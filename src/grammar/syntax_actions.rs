//! Reduce actions for [`Mode::Syntax`](super::Mode::Syntax): every production becomes a labelled node.

use super::productions::{Production, Symbol};
use super::ReduceActions;

use crate::error::ParseError;
use crate::state::ProgramState;
use crate::token::Token;
use crate::trace::Node;

#[derive(Debug)]
pub(crate) enum SyntaxValue {
    Token(Token),
    /// The children of a non-terminal. The parent labels them once it knows which symbol they were reduced to.
    Children(Vec<Node>),
}

pub(crate) struct SyntaxActions;

impl ReduceActions for SyntaxActions {
    type Value = SyntaxValue;

    fn shift(&mut self, token: &Token) -> SyntaxValue {
        SyntaxValue::Token(token.clone())
    }

    fn reduce(
        &mut self,
        production: &Production,
        values: Vec<SyntaxValue>,
        _state: &mut ProgramState,
    ) -> Result<SyntaxValue, ParseError> {
        let children = production
            .rhs
            .iter()
            .zip(values)
            .map(|(symbol, value)| match (symbol, value) {
                (Symbol::Terminal(_), SyntaxValue::Token(token)) => Ok(terminal_node(&token)),
                (Symbol::NonTerminal(nt), SyntaxValue::Children(children)) => {
                    Ok(Node::with_children(nt.name(), children))
                }
                (symbol, value) => Err(ParseError::Logic(format!("Symbol {symbol} received {value:?}"))),
            })
            .collect::<Result<Vec<_>, _>>()?;

        Ok(SyntaxValue::Children(children))
    }
}

/// Names and literals keep their text as a single child. Everything else is fully described by its label.
fn terminal_node(token: &Token) -> Node {
    if token.kind.carries_lexeme() {
        Node::leaf(token.kind.label(), token.lexeme.clone())
    } else {
        Node::new(token.kind.label())
    }
}
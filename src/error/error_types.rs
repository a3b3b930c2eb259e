//! Defines the types of errors that may occur at any stage of a run.
//! Also defines simple conversions between strings and errors, and the stage errors and the overall [`RunError`]

use crate::token::{Span, Token, TokenKind};

use std::collections::BTreeSet;

use thiserror::Error;

/* Stage Level Errors */

// One error type per stage. Every error aborts the pass it happens in.

#[derive(Debug, Error)]
pub enum TokenError {
    /// A problem described by a string.
    #[error("{0}")]
    Problem(String),
    /// A problem (described as the string) localized at a particular span.
    #[error("{0} (at {1})")]
    ProblemAtSpan(String, Span),
}

#[derive(Debug, Error)]
pub enum ParseError {
    /// No production accepts this token here.
    #[error("unexpected token {token}")]
    UnexpectedToken { token: Token, expected: BTreeSet<TokenKind> },
    #[error("ran out of input")]
    UnexpectedEndOfInput { expected: BTreeSet<TokenKind> },
    #[error("'{lexeme}' is not a boolean literal")]
    BooleanLiteral { lexeme: String },
    #[error("'{lexeme}' is not a valid {kind} literal")]
    MalformedLiteral { lexeme: String, kind: TokenKind },
    #[error("function '{name}' is already declared")]
    FunctionRedeclared { name: String },
    /// A reduce action received values of the wrong shape. Always a bug in the grammar, never in the program.
    #[error("grammar action mismatch: {0}")]
    Logic(String),
}

#[derive(Debug, Error)]
pub enum RuntimeError {
    #[error("unresolved identifier '{name}'")]
    UnresolvedIdentifier { name: String },
    #[error("'{name}' is already bound and cannot be rebound")]
    ImmutableRebind { name: String },
    #[error("only a bare identifier can be assigned to")]
    InvalidAssignmentTarget,
    #[error("{function}() expects a number, found '{value}'")]
    NotNumeric { function: &'static str, value: String },
    #[error("{0}")]
    Logical(String),
    #[error("call to undeclared function '{name}'")]
    UndeclaredFunction { name: String },
    #[error("cannot apply '{operator}' to '{left}' and '{right}'")]
    OperandTypes { operator: &'static str, left: String, right: String },
    #[error("division by zero")]
    DivisionByZero,
    #[error("integer overflow in '{operator}'")]
    IntegerOverflow { operator: &'static str },
    #[error("function calls nested deeper than {depth}")]
    RecursionLimit { depth: usize },
    #[error("console I/O failed: {0}")]
    Io(#[from] std::io::Error),
}

/* String Conversions. */

impl From<String> for TokenError {
    fn from(value: String) -> Self {
        TokenError::Problem(value)
    }
}

impl From<&str> for TokenError {
    fn from(value: &str) -> Self {
        value.to_string().into()
    }
}

impl From<String> for ParseError {
    fn from(value: String) -> Self {
        ParseError::Logic(value)
    }
}

impl From<&str> for ParseError {
    fn from(value: &str) -> Self {
        value.to_string().into()
    }
}

/* Project Level Error */

#[derive(Debug, Error)]
pub enum RunError {
    /// An error associated with the run itself, not any one stage.
    #[error("{0}")]
    Direct(String),
    #[error(transparent)]
    TokenError(#[from] TokenError),
    #[error(transparent)]
    ParseError(#[from] ParseError),
    #[error(transparent)]
    RuntimeError(#[from] RuntimeError),
}

impl From<&str> for RunError {
    fn from(value: &str) -> Self {
        RunError::Direct(value.to_string())
    }
}

impl From<String> for RunError {
    fn from(value: String) -> Self {
        RunError::Direct(value)
    }
}
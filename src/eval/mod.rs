//! The tree walking evaluator.
//!
//! Evaluation computes a program's effects and, at the same time, records the derivation that actually ran into
//! a trace [`Node`]. Each `evaluate` call receives the node standing for its own grammar symbol and appends that
//! symbol's children: placeholders for keywords and punctuation, and slots that sub-evaluations fill in. Slots
//! are appended before they are filled, so a failed run still leaves the trace of everything up to the failure.
//! Branches that do not run leave nothing behind.

mod builtins;
mod operators;
mod value;


pub use builtins::looks_numeric;
pub use value::Value;

use crate::ast::{Block, Constant, Expr, Main, Program, Statement, StatementFull};
use crate::config::RunConfig;
use crate::error::RuntimeError;
use crate::state::ProgramState;
use crate::token::TokenKind;
use crate::trace::Node;

use std::io::{BufRead, Write};

use tracing::trace;

/// Everything evaluation reads from and writes to besides the AST.
pub struct Context<'a> {
    pub state: &'a mut ProgramState,
    pub config: &'a RunConfig,
    pub input: &'a mut dyn BufRead,
    pub output: &'a mut dyn Write,
    /// Number of user function calls currently running.
    depth: usize,
}

impl<'a> Context<'a> {
    pub fn new(
        state: &'a mut ProgramState,
        config: &'a RunConfig,
        input: &'a mut dyn BufRead,
        output: &'a mut dyn Write,
    ) -> Context<'a> {
        Context { state, config, input, output, depth: 0 }
    }
}

/// Implemented by every AST node that can run.
pub trait Evaluate {
    /// Runs the node, appending what ran to `trace`.
    fn evaluate(&self, trace: &mut Node, ctx: &mut Context<'_>) -> Result<Value, RuntimeError>;
}

/// Appends one empty child per label and returns the index of the first one.
fn push_labels(trace: &mut Node, labels: &[&str]) -> usize {
    let first = trace.children.len();

    for label in labels {
        trace.push(Node::new(*label));
    }

    first
}

/// Runs statements in order, shaping the trace like the right recursive grammar: every statement but the last
/// gets a `statement_full` slot followed by a `continuation` slot that holds the rest.
fn evaluate_sequence(
    statements: &[StatementFull],
    continuation: &str,
    trace: &mut Node,
    ctx: &mut Context<'_>,
) -> Result<Value, RuntimeError> {
    let mut node = trace;
    let mut result = Value::Unit;

    for (index, statement) in statements.iter().enumerate() {
        let last = index + 1 == statements.len();

        let slot = if last {
            push_labels(node, &["statement_full"])
        } else {
            push_labels(node, &["statement_full", continuation])
        };

        // Release the previous result first. A `let` snapshot kept alive here would make the next binding copy the
        // whole variable table.
        drop(std::mem::take(&mut result));
        result = statement.evaluate(&mut node.children[slot], ctx)?;

        if !last {
            node = node.children.last_mut().expect("Continuation was pushed");
        }
    }

    Ok(result)
}

impl Evaluate for Main {
    fn evaluate(&self, trace: &mut Node, ctx: &mut Context<'_>) -> Result<Value, RuntimeError> {
        self.program.evaluate(trace.slot("program"), ctx)
    }
}

impl Evaluate for Program {
    fn evaluate(&self, trace: &mut Node, ctx: &mut Context<'_>) -> Result<Value, RuntimeError> {
        evaluate_sequence(&self.0, "program", trace, ctx)
    }
}

impl Evaluate for Block {
    fn evaluate(&self, trace: &mut Node, ctx: &mut Context<'_>) -> Result<Value, RuntimeError> {
        evaluate_sequence(&self.0, "block", trace, ctx)
    }
}

impl Evaluate for StatementFull {
    fn evaluate(&self, trace: &mut Node, ctx: &mut Context<'_>) -> Result<Value, RuntimeError> {
        match self {
            StatementFull::Terminated(statement) => {
                let slot = push_labels(trace, &["statement", ";"]);
                statement.evaluate(&mut trace.children[slot], ctx)
            }
            StatementFull::If { condition, body, else_body } => {
                let slot = push_labels(trace, &["IF", "(", "expression", ")"]);

                let condition = match condition.evaluate(&mut trace.children[slot + 2], ctx)? {
                    Value::Boolean(condition) => condition,
                    other => {
                        return Err(RuntimeError::Logical(format!(
                            "An if condition must be a boolean, found {} '{other}'",
                            other.type_name()
                        )))
                    }
                };

                if condition {
                    let slot = push_labels(trace, &["{", "block", "}"]);
                    body.evaluate(&mut trace.children[slot + 1], ctx)
                } else if let Some(else_body) = else_body {
                    let slot = push_labels(trace, &["ELSE", "{", "block", "}"]);
                    else_body.evaluate(&mut trace.children[slot + 2], ctx)
                } else {
                    Ok(Value::Unit)
                }
            }
            StatementFull::FunctionDeclaration { name } => {
                // Registered while parsing. Only the shape is recorded here.
                trace.push(Node::new("FUNCTION"));
                trace.push(Node::leaf("IDENTIFIER", name.clone()));
                push_labels(trace, &["(", ")", "{", "block", "}"]);

                Ok(Value::Unit)
            }
        }
    }
}

impl Evaluate for Statement {
    fn evaluate(&self, trace: &mut Node, ctx: &mut Context<'_>) -> Result<Value, RuntimeError> {
        match self {
            Statement::Expression(expr) => expr.evaluate(trace.slot("expression"), ctx),
            Statement::Assignment { target, value } => {
                let Expr::Variable(name) = target.as_ref() else {
                    return Err(RuntimeError::InvalidAssignmentTarget);
                };

                if ctx.state.variable(name).is_some() {
                    return Err(RuntimeError::ImmutableRebind { name: name.clone() });
                }

                trace.push(Node::new("LET"));
                trace.push(Node::leaf("IDENTIFIER", name.clone()));
                let slot = push_labels(trace, &["=", "expression"]);

                let value = value.evaluate(&mut trace.children[slot + 1], ctx)?;
                ctx.state.bind(name, value)?;

                Ok(Value::Bindings(ctx.state.snapshot()))
            }
            Statement::Print(None) => {
                push_labels(trace, &["PRINT", "(", ")"]);
                writeln!(ctx.output)?;

                Ok(Value::Unit)
            }
            Statement::Print(Some(expr)) => {
                let slot = push_labels(trace, &["PRINT", "(", "expression", ")"]);

                let value = expr.evaluate(&mut trace.children[slot + 2], ctx)?;
                writeln!(ctx.output, "{value}")?;

                Ok(Value::Unit)
            }
        }
    }
}

impl Evaluate for Expr {
    fn evaluate(&self, trace: &mut Node, ctx: &mut Context<'_>) -> Result<Value, RuntimeError> {
        // Prevent stack overflow by allocating additional stack as required.
        stacker::maybe_grow(32 * 1024, 1024 * 1024, || match self {
            Expr::Parenthesized(inner) => {
                let slot = push_labels(trace, &["(", "expression", ")"]);
                inner.evaluate(&mut trace.children[slot + 1], ctx)
            }
            Expr::Not(inner) => {
                let slot = push_labels(trace, &["NOT", "expression"]);

                match inner.evaluate(&mut trace.children[slot + 1], ctx)? {
                    Value::Boolean(value) => Ok(Value::Boolean(!value)),
                    other => Err(RuntimeError::Logical(format!(
                        "Cannot apply 'not' to {} '{other}'",
                        other.type_name()
                    ))),
                }
            }
            Expr::Binary { op, left, right } => {
                let slot = push_labels(trace, &["expression", op.symbol(), "expression"]);

                let left = left.evaluate(&mut trace.children[slot], ctx)?;
                let right = right.evaluate(&mut trace.children[slot + 2], ctx)?;

                operators::apply_binary(*op, left, right)
            }
            Expr::Absolute(inner) => {
                let value = evaluate_builtin_operand(TokenKind::Absolute, inner, trace, ctx)?;
                builtins::absolute(&value)
            }
            Expr::Sin(inner) => {
                let value = evaluate_builtin_operand(TokenKind::Sin, inner, trace, ctx)?;
                builtins::sin(&value)
            }
            Expr::Cos(inner) => {
                let value = evaluate_builtin_operand(TokenKind::Cos, inner, trace, ctx)?;
                builtins::cos(&value)
            }
            Expr::Tan(inner) => {
                let value = evaluate_builtin_operand(TokenKind::Tan, inner, trace, ctx)?;
                builtins::tan(&value)
            }
            Expr::Power(base, exponent) => {
                let slot = push_labels(trace, &["POWER", "(", "expression", ",", "expression", ")"]);

                let base = base.evaluate(&mut trace.children[slot + 2], ctx)?;
                let exponent = exponent.evaluate(&mut trace.children[slot + 4], ctx)?;

                builtins::power(&base, &exponent)
            }
            Expr::Input(prompt) => {
                let line = match prompt {
                    None => {
                        push_labels(trace, &["CONSOLE_INPUT", "(", ")"]);
                        read_line(ctx)?
                    }
                    Some(prompt) => {
                        let slot = push_labels(trace, &["CONSOLE_INPUT", "(", "expression", ")"]);

                        let prompt = prompt.evaluate(&mut trace.children[slot + 2], ctx)?;
                        write!(ctx.output, "{prompt}")?;
                        ctx.output.flush()?;

                        read_line(ctx)?
                    }
                };

                Ok(builtins::interpret_input(line))
            }
            Expr::Variable(name) => {
                let identifier = trace.slot("IDENTIFIER").slot(name.clone());

                let value = ctx
                    .state
                    .variable(name)
                    .cloned()
                    .ok_or_else(|| RuntimeError::UnresolvedIdentifier { name: name.clone() })?;
                identifier.push(Node::new(value.to_string()));

                Ok(value)
            }
            Expr::Call(name) => {
                trace.push(Node::leaf("IDENTIFIER", name.clone()));
                let slot = push_labels(trace, &["(", ")", "block"]);

                let function =
                    ctx.state.function(name).ok_or_else(|| RuntimeError::UndeclaredFunction { name: name.clone() })?;

                if ctx.depth >= ctx.config.max_call_depth {
                    return Err(RuntimeError::RecursionLimit { depth: ctx.config.max_call_depth });
                }

                trace!(name = %name, depth = ctx.depth, "Calling function");

                ctx.depth += 1;
                let result = function.body.evaluate(&mut trace.children[slot + 2], ctx);
                ctx.depth -= 1;

                result
            }
            Expr::Constant(constant) => constant.evaluate(trace, ctx),
        })
    }
}

impl Evaluate for Constant {
    fn evaluate(&self, trace: &mut Node, _ctx: &mut Context<'_>) -> Result<Value, RuntimeError> {
        let value = match self {
            Constant::Integer(int) => Value::Integer(*int),
            Constant::Float(float) | Constant::Pi(float) | Constant::E(float) => Value::Float(*float),
            Constant::Boolean(boolean) => Value::Boolean(*boolean),
            Constant::String(string) => Value::String(string.clone()),
        };

        trace.slot("const").push(Node::leaf(self.label(), value.to_string()));

        Ok(value)
    }
}

/// Shared by the single argument builtins: records `NAME ( expression )` and evaluates the operand.
fn evaluate_builtin_operand(
    keyword: TokenKind,
    operand: &Expr,
    trace: &mut Node,
    ctx: &mut Context<'_>,
) -> Result<Value, RuntimeError> {
    let slot = push_labels(trace, &[keyword.label(), "(", "expression", ")"]);

    operand.evaluate(&mut trace.children[slot + 2], ctx)
}

/// Reads one line, without its line ending. End of input reads as an empty line.
fn read_line(ctx: &mut Context<'_>) -> Result<String, RuntimeError> {
    let mut line = String::new();
    ctx.input.read_line(&mut line)?;

    let trimmed = line.trim_end_matches(['\n', '\r']).len();
    line.truncate(trimmed);

    Ok(line)
}
//! Defines data structures related to [`Tokens`](Token)

use std::cmp::{max, min};
use std::fmt::Display;

/// Represents a single token in a program.
///
/// The grammar engine only looks at `kind`; `lexeme` is carried through to the syntax tree and to the
/// literal constructors, and `span` is used for error messages.
#[derive(Debug, Clone, PartialEq)]
pub struct Token {
    /// The lexical category of the token.
    pub kind: TokenKind,

    /// The exact source text of the token. For string literals this still includes the quotes, and for
    /// signed literals it includes the leading `-`.
    pub lexeme: String,

    /// Represents the span of the token, i.e. where in the source file it came from.
    pub span: Span,
}

impl Token {
    /// Builds a token with an empty span. Useful for token streams that did not come from source text.
    pub fn new(kind: TokenKind, lexeme: impl Into<String>) -> Token {
        Token { kind, lexeme: lexeme.into(), span: Span::default() }
    }
}

impl Display for Token {
    fn fmt(&self, f: &mut std::fmt::Formatter<'_>) -> std::fmt::Result {
        write!(f, "'{}' ({}) at {}", self.lexeme, self.kind, self.span)
    }
}

/// Every kind of token the grammar knows about.
///
/// The order controls the order in which the elements are displayed in some error messages.
#[derive(Debug, Clone, Copy, PartialEq, Eq, Hash, PartialOrd, Ord)]
pub enum TokenKind {
    // Constants
    String,
    Integer,
    Float,
    Boolean,
    Pi,
    E,

    // Builtins and console I/O
    Print,
    Absolute,
    Sin,
    Cos,
    Tan,
    Power,
    ConsoleInput,

    // Punctuation
    LeftParenthesis,
    RightParenthesis,
    Semicolon,
    Comma,
    LeftCurlyBrace,
    RightCurlyBrace,

    // Keywords
    Let,
    And,
    Or,
    Not,
    If,
    Else,
    Function,

    // Operators
    Assign,
    DoubleEquals,
    NotEquals,
    GreaterEquals,
    Greater,
    Less,
    LessEquals,
    Sum,
    Sub,
    Mul,
    Div,

    Identifier,
}

impl TokenKind {
    /// The label used for this kind of token in syntax and trace trees.
    pub fn label(self) -> &'static str {
        #[allow(clippy::enum_glob_use)]
        use TokenKind::*;

        match self {
            String => "STRING",
            Integer => "INTEGER",
            Float => "FLOAT",
            Boolean => "BOOLEAN",
            Pi => "PI",
            E => "E",
            Print => "PRINT",
            Absolute => "ABSOLUTE",
            Sin => "SIN",
            Cos => "COS",
            Tan => "TAN",
            Power => "POWER",
            ConsoleInput => "CONSOLE_INPUT",
            LeftParenthesis => "(",
            RightParenthesis => ")",
            Semicolon => ";",
            Comma => ",",
            LeftCurlyBrace => "{",
            RightCurlyBrace => "}",
            Let => "LET",
            And => "AND",
            Or => "OR",
            Not => "NOT",
            If => "IF",
            Else => "ELSE",
            Function => "FUNCTION",
            Assign => "=",
            DoubleEquals => "==",
            NotEquals => "!=",
            GreaterEquals => ">=",
            Greater => ">",
            Less => "<",
            LessEquals => "<=",
            Sum => "+",
            Sub => "-",
            Mul => "*",
            Div => "/",
            Identifier => "IDENTIFIER",
        }
    }

    /// Whether the token's lexeme is meaningful on its own (names and literals), as opposed to tokens
    /// that are fully described by their kind.
    pub fn carries_lexeme(self) -> bool {
        matches!(
            self,
            TokenKind::Identifier
                | TokenKind::String
                | TokenKind::Integer
                | TokenKind::Float
                | TokenKind::Boolean
                | TokenKind::Pi
                | TokenKind::E
        )
    }

    /// Whether a token of this kind can be the last token of an operand. Used by the tokenizer to decide
    /// whether a `-` is a sign or a subtraction.
    pub fn ends_operand(self) -> bool {
        self.carries_lexeme() || self == TokenKind::RightParenthesis
    }

    /// Looks up the keyword (or keyword-like constant) a whole word stands for.
    pub fn keyword(word: &str) -> Option<TokenKind> {
        Some(match word {
            "if" => TokenKind::If,
            "else" => TokenKind::Else,
            "let" => TokenKind::Let,
            "function" => TokenKind::Function,
            "print" => TokenKind::Print,
            "input" => TokenKind::ConsoleInput,
            "and" => TokenKind::And,
            "or" => TokenKind::Or,
            "not" => TokenKind::Not,
            "abs" => TokenKind::Absolute,
            "sin" => TokenKind::Sin,
            "cos" => TokenKind::Cos,
            "tan" => TokenKind::Tan,
            "pow" => TokenKind::Power,
            "__PI__" => TokenKind::Pi,
            "__E__" => TokenKind::E,
            "true" | "false" | "True" | "False" | "TRUE" | "FALSE" => TokenKind::Boolean,
            _ => None?,
        })
    }

    /// Displays the kind in a user friendly way, for error messages.
    pub fn pretty_string(self) -> &'static str {
        match self {
            TokenKind::Identifier => "an identifier",
            TokenKind::String => "a string literal",
            TokenKind::Integer | TokenKind::Float => "a numeric literal",
            TokenKind::Boolean => "a boolean literal",
            _ => self.label(),
        }
    }
}

impl Display for TokenKind {
    fn fmt(&self, f: &mut std::fmt::Formatter<'_>) -> std::fmt::Result {
        f.write_str(self.label())
    }
}

/* Spans */

/// A `Span` descibes a contigous group of characters in the source text.
///
/// The span is given as a half open interval, though it may be represented differently
/// in error messages.
#[derive(Debug, Clone, Default, PartialEq, Eq)]
pub struct Span {
    /// The line the span starts on (1 based).
    pub start_line: usize,
    /// The line the span ends on (1 based).
    pub end_line: usize,
    /// The column the span starts on (1 based).
    pub start_col: usize,
    /// The column the span ends on (1 based).
    pub end_col: usize,
}

impl Span {
    /// Given two spans, returns a new span that includes both.
    pub fn combine(a: &Span, b: &Span) -> Span {
        let (start_line, start_col) = min((a.start_line, a.start_col), (b.start_line, b.start_col));
        let (end_line, end_col) = max((a.end_line, a.end_col), (b.end_line, b.end_col));

        Span { start_line, end_line, start_col, end_col }
    }

    /// Given a nonempty slice of Spans, returns a new Span that includes them all.
    pub fn combine_all(spans: &[Span]) -> Span {
        assert!(!spans.is_empty());

        let mut final_span = spans[0].clone();

        for span in &spans[1..] {
            final_span = Span::combine(&final_span, span);
        }

        final_span
    }
}

impl Display for Span {
    fn fmt(&self, f: &mut std::fmt::Formatter<'_>) -> std::fmt::Result {
        write!(f, "{}:{}", self.start_line, self.start_col)
    }
}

§ **Exercise brief**
From the material above, set down exactly the lines starting at the one with "fn push_labels(trace: &mut" and ending at the one with "impl Evaluate for StatementFull", end lines included.

§ **Answer**
fn push_labels(trace: &mut Node, labels: &[&str]) -> usize {
    let first = trace.children.len();

    for label in labels {
        trace.push(Node::new(*label));
    }

    first
}

/// Runs statements in order, shaping the trace like the right recursive grammar: every statement but the last
/// gets a `statement_full` slot followed by a `continuation` slot that holds the rest.
fn evaluate_sequence(
    statements: &[StatementFull],
    continuation: &str,
    trace: &mut Node,
    ctx: &mut Context<'_>,
) -> Result<Value, RuntimeError> {
    let mut node = trace;
    let mut result = Value::Unit;

    for (index, statement) in statements.iter().enumerate() {
        let last = index + 1 == statements.len();

        let slot = if last {
            push_labels(node, &["statement_full"])
        } else {
            push_labels(node, &["statement_full", continuation])
        };

        // Release the previous result first. A `let` snapshot kept alive here would make the next binding copy the
        // whole variable table.
        drop(std::mem::take(&mut result));
        result = statement.evaluate(&mut node.children[slot], ctx)?;

        if !last {
            node = node.children.last_mut().expect("Continuation was pushed");
        }
    }

    Ok(result)
}

impl Evaluate for Main {
    fn evaluate(&self, trace: &mut Node, ctx: &mut Context<'_>) -> Result<Value, RuntimeError> {
        self.program.evaluate(trace.slot("program"), ctx)
    }
}

impl Evaluate for Program {
    fn evaluate(&self, trace: &mut Node, ctx: &mut Context<'_>) -> Result<Value, RuntimeError> {
        evaluate_sequence(&self.0, "program", trace, ctx)
    }
}

impl Evaluate for Block {
    fn evaluate(&self, trace: &mut Node, ctx: &mut Context<'_>) -> Result<Value, RuntimeError> {
        evaluate_sequence(&self.0, "block", trace, ctx)
    }
}

impl Evaluate for StatementFull {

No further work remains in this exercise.